Nun aber Schluß für heute. Lebet wohl lhr meine Lieben, G‘tt behüte Euch, ich gedenke segnend Euer. Viele viele Grüße und Küße von Eurer Tante Katinka
Lebet Wohl meine Lieben. Mehr kann heute nicht schreiben. Herzl. Grüße und Küsse Euer Euchl[iebender] Onkel Max
Deportation und Ermordung
Am 24. April 1942 marschierten Max und Katinka Hellmann zusammen mit vier weiteren jüdischen Bürgern aus Lichtenfels im Morgengrauen zum Bahnhof. In Bamberg wurden 103 Juden aus Oberfranken in den Deportationszug DA 49, aus Würzburg kommend, zugeladen. Am 28. April erreichte der Transport um 8.45 die südostpolnische Stadt Krasnystaw; zu Fuß mussten die insgesamt 955 Deportierten ins 17 Kilometer entfernte Krasniczyn marschieren. Dort hatte man unmittelbar vorher das Ghetto freigemacht, indem man die jüdische Bevölkerung in die Todeslager verfrachtete.
Der weitere Weg von Max und Katinka Hellmann ist nicht mit letzter Sicherheit zu rekonstruieren. Unstrittig ist, dass sie wie alle Insassen des Zuges in den nächsten Wochen in einem der Vernichtungslager Sobibór oder Belzec ermordet wurden. Eine Quelle nimmt als wahrscheinlich an, dass die fränkischen Juden am 6. Juni 1942 in Sobibór starben.

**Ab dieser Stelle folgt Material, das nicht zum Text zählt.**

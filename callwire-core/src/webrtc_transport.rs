//! `webrtc` crate backend for [`PeerTransport`]
//!
//! Each transport wraps one `RTCPeerConnection`. Local capture tracks are
//! mirrored as `TrackLocalStaticSample`s; the capture pipeline writes
//! encoded samples into them through [`WebRtcTransport::local_track`].

use crate::config::IceServerConfig;
use crate::media::MediaTrack;
use crate::peer::{PeerError, PeerTransport, PeerTransportFactory, TransportEvent};
use crate::types::{IceCandidate, RemoteTrack, SdpType, SessionDescription, TrackKind, TransportState};
use async_trait::async_trait;
use parking_lot::Mutex;
use std::collections::HashMap;
use std::sync::Arc;
use tokio::sync::mpsc;
use webrtc::api::interceptor_registry::register_default_interceptors;
use webrtc::api::media_engine::{MediaEngine, MIME_TYPE_OPUS, MIME_TYPE_VP8};
use webrtc::api::APIBuilder;
use webrtc::ice_transport::ice_candidate::{RTCIceCandidate, RTCIceCandidateInit};
use webrtc::ice_transport::ice_server::RTCIceServer;
use webrtc::interceptor::registry::Registry;
use webrtc::peer_connection::configuration::RTCConfiguration;
use webrtc::peer_connection::peer_connection_state::RTCPeerConnectionState;
use webrtc::peer_connection::sdp::sdp_type::RTCSdpType;
use webrtc::peer_connection::sdp::session_description::RTCSessionDescription;
use webrtc::peer_connection::RTCPeerConnection;
use webrtc::rtp_transceiver::rtp_codec::{RTCRtpCodecCapability, RTPCodecType};
use webrtc::track::track_local::track_local_static_sample::TrackLocalStaticSample;
use webrtc::track::track_local::TrackLocal;
use webrtc::track::track_remote::TrackRemote;

const LOCAL_STREAM_ID: &str = "callwire";

fn transport_error(context: &str, e: impl std::fmt::Display) -> PeerError {
    tracing::error!("{}: {}", context, e);
    PeerError::Transport(format!("{}: {}", context, e))
}

/// Creates `RTCPeerConnection`-backed transports
#[derive(Debug, Default, Clone)]
pub struct WebRtcTransportFactory;

impl WebRtcTransportFactory {
    /// Create a factory
    pub fn new() -> Self {
        Self
    }
}

#[async_trait]
impl PeerTransportFactory for WebRtcTransportFactory {
    async fn create(
        &self,
        ice_servers: &[IceServerConfig],
    ) -> Result<(Arc<dyn PeerTransport>, mpsc::UnboundedReceiver<TransportEvent>), PeerError> {
        let (transport, events) = WebRtcTransport::connect(ice_servers).await?;
        Ok((transport, events))
    }
}

/// One `RTCPeerConnection`
pub struct WebRtcTransport {
    peer_connection: Arc<RTCPeerConnection>,
    gathering: tokio::sync::Mutex<Option<mpsc::Receiver<()>>>,
    local_tracks: Mutex<HashMap<String, Arc<TrackLocalStaticSample>>>,
}

impl WebRtcTransport {
    /// Open a peer connection and wire its callbacks to an event channel
    ///
    /// # Errors
    ///
    /// Returns error if the media engine or peer connection cannot be built
    pub async fn connect(
        ice_servers: &[IceServerConfig],
    ) -> Result<(Arc<Self>, mpsc::UnboundedReceiver<TransportEvent>), PeerError> {
        let mut media_engine = MediaEngine::default();
        media_engine
            .register_default_codecs()
            .map_err(|e| transport_error("Failed to register codecs", e))?;
        let registry = register_default_interceptors(Registry::new(), &mut media_engine)
            .map_err(|e| transport_error("Failed to register interceptors", e))?;
        let api = APIBuilder::new()
            .with_media_engine(media_engine)
            .with_interceptor_registry(registry)
            .build();

        let configuration = RTCConfiguration {
            ice_servers: ice_servers
                .iter()
                .map(|server| RTCIceServer {
                    urls: server.urls.clone(),
                    username: server.username.clone(),
                    credential: server.credential.clone(),
                    ..Default::default()
                })
                .collect(),
            ..Default::default()
        };
        let peer_connection = Arc::new(
            api.new_peer_connection(configuration)
                .await
                .map_err(|e| transport_error("Failed to create peer connection", e))?,
        );
        tracing::debug!(ice_servers = ice_servers.len(), "Created peer connection");

        let (tx, rx) = mpsc::unbounded_channel();
        register_handlers(&peer_connection, tx);

        Ok((
            Arc::new(Self {
                peer_connection,
                gathering: tokio::sync::Mutex::new(None),
                local_tracks: Mutex::new(HashMap::new()),
            }),
            rx,
        ))
    }

    /// Outgoing sample track mirroring the local capture track `id`
    pub fn local_track(&self, id: &str) -> Option<Arc<TrackLocalStaticSample>> {
        self.local_tracks.lock().get(id).cloned()
    }

    /// Underlying peer connection
    pub fn peer_connection(&self) -> &Arc<RTCPeerConnection> {
        &self.peer_connection
    }
}

fn register_handlers(pc: &RTCPeerConnection, events: mpsc::UnboundedSender<TransportEvent>) {
    let state_events = events.clone();
    pc.on_peer_connection_state_change(Box::new(move |state: RTCPeerConnectionState| {
        let mapped = match state {
            RTCPeerConnectionState::New => Some(TransportState::New),
            RTCPeerConnectionState::Connecting => Some(TransportState::Connecting),
            RTCPeerConnectionState::Connected => Some(TransportState::Connected),
            RTCPeerConnectionState::Disconnected => Some(TransportState::Disconnected),
            RTCPeerConnectionState::Failed => Some(TransportState::Failed),
            RTCPeerConnectionState::Closed => Some(TransportState::Closed),
            RTCPeerConnectionState::Unspecified => None,
        };
        if let Some(mapped) = mapped {
            tracing::debug!(state = ?mapped, "Peer connection state changed");
            let _ = state_events.send(TransportEvent::StateChanged(mapped));
        }
        Box::pin(async {})
    }));

    let candidate_events = events.clone();
    pc.on_ice_candidate(Box::new(move |candidate: Option<RTCIceCandidate>| {
        let events = candidate_events.clone();
        Box::pin(async move {
            let Some(candidate) = candidate else { return };
            match candidate.to_json() {
                Ok(init) => {
                    let _ = events.send(TransportEvent::LocalCandidate(IceCandidate {
                        candidate: init.candidate,
                        sdp_mid: init.sdp_mid,
                        sdp_mline_index: init.sdp_mline_index,
                    }));
                }
                Err(e) => tracing::warn!(error = %e, "Failed to serialize local candidate"),
            }
        })
    }));

    pc.on_track(Box::new(move |track: Arc<TrackRemote>, _receiver, _transceiver| {
        let kind = match track.kind() {
            RTPCodecType::Video => TrackKind::Video,
            _ => TrackKind::Audio,
        };
        tracing::debug!(track = %track.id(), stream = %track.stream_id(), ?kind, "Remote track");
        let _ = events.send(TransportEvent::RemoteTrack {
            stream_id: track.stream_id(),
            track: RemoteTrack {
                id: track.id(),
                kind,
            },
        });
        Box::pin(async {})
    }));
}

fn to_rtc(desc: SessionDescription) -> Result<RTCSessionDescription, PeerError> {
    let converted = match desc.sdp_type {
        SdpType::Offer => RTCSessionDescription::offer(desc.sdp),
        SdpType::Answer => RTCSessionDescription::answer(desc.sdp),
    };
    converted.map_err(|e| PeerError::InvalidDescription(e.to_string()))
}

fn from_rtc(desc: RTCSessionDescription) -> Result<SessionDescription, PeerError> {
    match desc.sdp_type {
        RTCSdpType::Offer => Ok(SessionDescription::offer(desc.sdp)),
        RTCSdpType::Answer => Ok(SessionDescription::answer(desc.sdp)),
        other => Err(PeerError::InvalidDescription(format!(
            "unsupported description type {:?}",
            other
        ))),
    }
}

fn codec_for(kind: TrackKind) -> RTCRtpCodecCapability {
    match kind {
        TrackKind::Audio => RTCRtpCodecCapability {
            mime_type: MIME_TYPE_OPUS.to_owned(),
            clock_rate: 48000,
            channels: 2,
            ..Default::default()
        },
        TrackKind::Video => RTCRtpCodecCapability {
            mime_type: MIME_TYPE_VP8.to_owned(),
            clock_rate: 90000,
            ..Default::default()
        },
    }
}

#[async_trait]
impl PeerTransport for WebRtcTransport {
    async fn add_local_track(&self, track: Arc<dyn MediaTrack>) -> Result<(), PeerError> {
        let sample_track = Arc::new(TrackLocalStaticSample::new(
            codec_for(track.kind()),
            track.id().to_string(),
            LOCAL_STREAM_ID.to_string(),
        ));
        let local: Arc<dyn TrackLocal + Send + Sync> = sample_track.clone();
        self.peer_connection
            .add_track(local)
            .await
            .map_err(|e| transport_error("Failed to add local track", e))?;
        self.local_tracks
            .lock()
            .insert(track.id().to_string(), sample_track);
        Ok(())
    }

    async fn create_offer(&self) -> Result<SessionDescription, PeerError> {
        let offer = self
            .peer_connection
            .create_offer(None)
            .await
            .map_err(|e| transport_error("Failed to create offer", e))?;
        from_rtc(offer)
    }

    async fn create_answer(&self) -> Result<SessionDescription, PeerError> {
        let answer = self
            .peer_connection
            .create_answer(None)
            .await
            .map_err(|e| transport_error("Failed to create answer", e))?;
        from_rtc(answer)
    }

    async fn set_local_description(&self, desc: SessionDescription) -> Result<(), PeerError> {
        let desc = to_rtc(desc)?;
        // The promise must exist before gathering starts
        let gathering = self.peer_connection.gathering_complete_promise().await;
        self.peer_connection
            .set_local_description(desc)
            .await
            .map_err(|e| transport_error("Failed to set local description", e))?;
        *self.gathering.lock().await = Some(gathering);
        Ok(())
    }

    async fn set_remote_description(&self, desc: SessionDescription) -> Result<(), PeerError> {
        let desc = to_rtc(desc)?;
        self.peer_connection
            .set_remote_description(desc)
            .await
            .map_err(|e| transport_error("Failed to set remote description", e))
    }

    async fn add_ice_candidate(&self, candidate: IceCandidate) -> Result<(), PeerError> {
        self.peer_connection
            .add_ice_candidate(RTCIceCandidateInit {
                candidate: candidate.candidate,
                sdp_mid: candidate.sdp_mid,
                sdp_mline_index: candidate.sdp_mline_index,
                username_fragment: None,
            })
            .await
            .map_err(|e| transport_error("Failed to add ICE candidate", e))
    }

    async fn gathering_complete(&self) -> Result<(), PeerError> {
        let mut gathering = self.gathering.lock().await;
        if let Some(done) = gathering.as_mut() {
            let _ = done.recv().await;
        }
        *gathering = None;
        Ok(())
    }

    async fn local_description(&self) -> Option<SessionDescription> {
        let desc = self.peer_connection.local_description().await?;
        from_rtc(desc).ok()
    }

    async fn close(&self) -> Result<(), PeerError> {
        self.local_tracks.lock().clear();
        self.peer_connection
            .close()
            .await
            .map_err(|e| transport_error("Failed to close peer connection", e))
    }
}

Das Schicksal des Sohnes Siegfried
Wenig bekannt ist, dass der jüdische Mossad tlw. in Absprache mit der SS, sogar Heydrich selbst Flüchtlingsschiffe über die Donau und das Schwarze Meer nach Haifa organisierte, die tausenden von Deportation und Ermordung Bedrohten das Leben retteten. Unter abenteuerlichen Umständen hat auch Siegfried so Palästina erreicht und überlebt. Sein Sohn Gavriel Hellmann lebt heute in Tel Aviv.
Die Inhaberin des Putzmachergeschäfts am Unteren Tor, Helene Sievers, berichtete in einem Brief 1946 an Max Hellmanns Sohn, dass Katinka Hellmann oft heimlich in der Mittagspause bei ihr gewesen sei, um zu reden. Am meisten habe sie das ihr unbekannte Schicksal ihres Sohnes gesorgt. Max und Katinka haben wohl nicht mehr erfahren, dass ihr Sohn sich retten konnte.